Collected data entries:

*** Block opens ***

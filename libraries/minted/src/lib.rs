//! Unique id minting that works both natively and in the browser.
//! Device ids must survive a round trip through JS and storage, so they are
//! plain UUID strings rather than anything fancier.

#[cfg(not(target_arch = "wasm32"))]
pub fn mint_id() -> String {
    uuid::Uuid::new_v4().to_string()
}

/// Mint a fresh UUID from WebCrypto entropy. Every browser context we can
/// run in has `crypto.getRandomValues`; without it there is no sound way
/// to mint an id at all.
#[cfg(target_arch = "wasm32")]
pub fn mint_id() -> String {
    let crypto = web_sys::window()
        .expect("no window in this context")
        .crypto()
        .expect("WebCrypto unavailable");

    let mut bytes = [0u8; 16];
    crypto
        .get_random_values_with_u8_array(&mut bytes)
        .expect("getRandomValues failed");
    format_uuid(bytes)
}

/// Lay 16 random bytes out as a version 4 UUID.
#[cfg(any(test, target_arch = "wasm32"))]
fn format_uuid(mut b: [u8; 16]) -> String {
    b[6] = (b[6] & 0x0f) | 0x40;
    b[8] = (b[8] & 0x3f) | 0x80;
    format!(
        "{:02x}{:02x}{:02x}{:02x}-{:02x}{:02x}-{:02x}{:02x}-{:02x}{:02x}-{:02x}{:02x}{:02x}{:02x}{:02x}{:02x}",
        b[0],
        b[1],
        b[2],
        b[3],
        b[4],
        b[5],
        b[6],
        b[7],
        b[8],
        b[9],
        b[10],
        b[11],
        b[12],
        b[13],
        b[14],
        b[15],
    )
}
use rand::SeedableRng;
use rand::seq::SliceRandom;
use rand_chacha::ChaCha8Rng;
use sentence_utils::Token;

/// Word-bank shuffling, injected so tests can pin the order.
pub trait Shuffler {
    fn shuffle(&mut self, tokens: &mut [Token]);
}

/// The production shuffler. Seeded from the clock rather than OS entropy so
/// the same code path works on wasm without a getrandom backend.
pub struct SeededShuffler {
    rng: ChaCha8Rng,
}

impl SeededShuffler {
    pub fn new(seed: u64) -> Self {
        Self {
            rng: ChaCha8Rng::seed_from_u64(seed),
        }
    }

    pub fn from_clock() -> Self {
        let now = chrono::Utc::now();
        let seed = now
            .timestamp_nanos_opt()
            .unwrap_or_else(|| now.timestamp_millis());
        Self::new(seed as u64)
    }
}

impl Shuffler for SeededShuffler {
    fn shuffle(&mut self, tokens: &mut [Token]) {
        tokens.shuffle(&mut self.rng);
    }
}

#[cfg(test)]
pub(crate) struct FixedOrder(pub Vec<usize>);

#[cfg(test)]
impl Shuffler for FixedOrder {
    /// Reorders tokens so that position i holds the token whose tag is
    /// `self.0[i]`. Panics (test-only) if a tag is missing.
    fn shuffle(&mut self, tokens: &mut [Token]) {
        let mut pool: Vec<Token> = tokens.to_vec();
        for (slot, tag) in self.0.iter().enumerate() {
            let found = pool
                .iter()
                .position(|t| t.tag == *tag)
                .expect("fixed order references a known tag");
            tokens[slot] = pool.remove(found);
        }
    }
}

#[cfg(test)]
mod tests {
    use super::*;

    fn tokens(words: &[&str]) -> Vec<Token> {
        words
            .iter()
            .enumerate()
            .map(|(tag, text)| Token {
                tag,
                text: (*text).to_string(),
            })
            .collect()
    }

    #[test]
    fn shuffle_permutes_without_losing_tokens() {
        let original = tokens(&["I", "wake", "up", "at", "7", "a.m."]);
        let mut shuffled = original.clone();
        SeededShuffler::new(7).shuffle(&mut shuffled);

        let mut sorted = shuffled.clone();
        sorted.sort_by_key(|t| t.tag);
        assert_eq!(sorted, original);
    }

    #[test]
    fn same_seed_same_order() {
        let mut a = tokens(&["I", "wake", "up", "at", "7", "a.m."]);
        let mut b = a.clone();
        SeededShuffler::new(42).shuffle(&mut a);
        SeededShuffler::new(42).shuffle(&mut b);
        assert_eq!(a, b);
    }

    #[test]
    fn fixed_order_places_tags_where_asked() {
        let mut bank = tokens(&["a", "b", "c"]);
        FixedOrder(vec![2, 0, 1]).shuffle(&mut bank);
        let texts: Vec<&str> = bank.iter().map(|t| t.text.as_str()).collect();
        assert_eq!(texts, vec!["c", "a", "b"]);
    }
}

*** Block closes ***

=== TASK DETAILS ===
Repeat exactly, and only, the lines from the one containing "sorted.sort_by_key(|t| t.tag);" through the last line above.

=== SOLUTION FOR THIS TASK ===
        sorted.sort_by_key(|t| t.tag);
        assert_eq!(sorted, original);
    }

    #[test]
    fn same_seed_same_order() {
        let mut a = tokens(&["I", "wake", "up", "at", "7", "a.m."]);
        let mut b = a.clone();
        SeededShuffler::new(42).shuffle(&mut a);
        SeededShuffler::new(42).shuffle(&mut b);
        assert_eq!(a, b);
    }

    #[test]
    fn fixed_order_places_tags_where_asked() {
        let mut bank = tokens(&["a", "b", "c"]);
        FixedOrder(vec![2, 0, 1]).shuffle(&mut bank);
        let texts: Vec<&str> = bank.iter().map(|t| t.text.as_str()).collect();
        assert_eq!(texts, vec!["c", "a", "b"]);
    }
}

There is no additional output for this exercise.